Labours goal of building 1.5 million more homes is endangered by a "crisis" in construction as legions of workers prepare to retire. One in three builders is now over the age of 50 and more than 130,000 are 65-plus, according to an analysis by the Centre for Social Justice (CSJ).
It claims the Government cannot hit its homebuilding target without 161,000 more people in the construction workforce. But it states there are 500,000 fewer construction workers today than at the time of the 2008 financial crash. The respected think tank warns of a "perfect storm of a workforce that is both ageing fast and failing to train young blood".
The CSJ blasts governments for "attempting to 'plug gaps' through immigration". The number of construction workers aged 65-plus has soared from 49,361 in 2008 to 130,791. By 2050, the average age of a worker will be over 46. Meanwhile, the number of 16-24-year-olds working in construction has fallen by more than 150,000 since 2008.
The CSJ warns of a "monumental challenge for the construction industry," stating: "Skills shortages already cripple the sector, and thousands of workers are on the cusp of retiring. Yet our nation's future economic growth depends on it."
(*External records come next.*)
mod handlers;
mod model;
mod routes;

pub use model::*;
pub use routes::routes;
use std::fmt::Display;

use rusqlite::{
    types::{FromSql, FromSqlError, FromSqlResult, ToSqlOutput},
    ToSql,
};
use serde::{Deserialize, Serialize};

pub mod store;

pub type UserId = String;

#[derive(Debug, Serialize, Deserialize, Clone, Copy, PartialEq, Eq)]
#[serde(rename_all = "PascalCase")]
pub enum UserStatus {
    Active,
}

impl Display for UserStatus {
    fn fmt(&self, f: &mut std::fmt::Formatter<'_>) -> std::fmt::Result {
        write!(f, "{}", format!("{:?}", self).to_lowercase())
    }
}

impl FromSql for UserStatus {
    fn column_result(value: rusqlite::types::ValueRef<'_>) -> FromSqlResult<Self> {
        value.as_str().and_then(|v| match v {
            "active" => Ok(Self::Active),
            _ => Err(FromSqlError::InvalidType),
        })
    }
}

impl ToSql for UserStatus {
    fn to_sql(&self) -> rusqlite::Result<ToSqlOutput<'_>> {
        Ok(ToSqlOutput::from(self.to_string()))
    }
}

#[derive(Clone, Serialize, Deserialize)]
#[serde(rename_all = "camelCase")]
pub struct User {
    pub email_id: UserId,
    #[serde(skip_serializing, default)]
    pub password: String,
    pub status: UserStatus,
    pub created_at: i64,
}

impl std::fmt::Debug for User {
    fn fmt(&self, f: &mut std::fmt::Formatter<'_>) -> std::fmt::Result {
        f.debug_struct("User")
            .field("email_id", &self.email_id)
            .field("status", &self.status)
            .field("created_at", &self.created_at)
            .field("password", &"[redacted]")
            .finish()
    }
}
use crate::{
    ctx::Identity,
    db::{self, DB},
    users::{
        store::{self, InsertUserParameters},
        UserStatus,
    },
    Error, Result,
};

use super::{
    password::{hash_password, verify_password},
    LoginRequest, LoginResponse, SignupRequest, SignupResponse, TokenService,
};

pub async fn signup(
    db: DB,
    SignupRequest {
        email_id,
        password,
        confirm_password,
    }: SignupRequest,
) -> Result<SignupResponse> {
    if password != confirm_password {
        return Err(Error::validation("Password and confirm password should match"));
    }

    // fast path, skips hashing; the insert below is what enforces uniqueness
    if store::exists(db.clone(), email_id.clone()).await? {
        return Err(Error::Conflict("Emailid already exists".into()));
    }

    let password_hash = hash_password(password).await?;

    store::insert(
        db,
        InsertUserParameters {
            email_id: email_id.clone(),
            password_hash,
            status: UserStatus::Active,
            created_at: chrono::Utc::now().timestamp_millis(),
        },
    )
    .await?
    .ok_or_else(|| Error::Conflict("Emailid already exists".into()))?;

    tracing::info!("{email_id} signed up");

    Ok(SignupResponse {
        success: true,
        message: "Registered Successfully!".into(),
    })
}

pub async fn login(db: DB, tokens: &TokenService, LoginRequest { email_id, password }: LoginRequest) -> Result<LoginResponse> {
    let user = store::find_one_by_email(db, email_id).await.map_err(|e| match e {
        db::Error::NotFound(_) => Error::InvalidCredentials,
        e => Error::from(e),
    })?;

    if !verify_password(password, user.password.clone()).await? {
        return Err(Error::InvalidCredentials);
    }

    let access_token = tokens.issue(&Identity::new(user.email_id.clone()))?;

    tracing::info!("{} logged in", user.email_id);

    Ok(LoginResponse {
        success: true,
        user,
        access_token,
        message: "Logged In successfully!".into(),
    })
}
It found that "construction employment has fallen to its lowest proportion of total UK employment in over 100 years". It claims "the reliance on migration has contributed to a failure to tackle the root causes of the domestic construction workforce's long-term decline", with its researchers condemning a "broken education and training system which fails to equip learners with the skills they need to enter employment".
The think tank is putting forward a raft of proposals, including an effective tax cut worth 30% of a young construction workers' salary. It also wants young people to be able to study construction as a GCSE.
Reform UK Deputy Leader Richard Tice said: "Labour's delusional 1.5 million homes pledge completely unachievable - killed by their own reckless open-borders immigration policy and their total neglect of training British workers. The mass importation of cheap foreign labour that our economy has become addicted to whilst leaving our own people unskilled has made large-scale housebuilding almost impossible."
Josh Nicholson, a senior researcher with the CSJ, warned of a workforce in "near terminal decline" but and said the proposals were said "a plan to turns this crisis around".
He said: "Unless the Government and industry can work together to reverse these trends, then it is highly unlikely Britain will be able to build the housing and infrastructure it so desperately needs."
Labour MP Jonathan Hinder said: "Britain's prosperity depends on its construction workforce, yet we lack workers by the thousands... Thousands of working-class young people, especially boys, could have their life chances transformed through a rewarding career in construction if we get this right."
Conservative MP Gareth Bacon said: "Labour's record on housebuilding is abysmal. They have delivered fewer homes than the Conservatives managed during a global pandemic.
"Everyone already knew Labour's much-trumpeted 1.5m homes target was a total fiction. And that has just been reinforced by the news they are relying on an ageing cohort of construction workers.
"Only the Conservatives will deliver the homes Britain needs, including by abolishing stamp duty to unfreeze the housing market, and boosting opportunities in construction as part of our plan to double apprenticeships."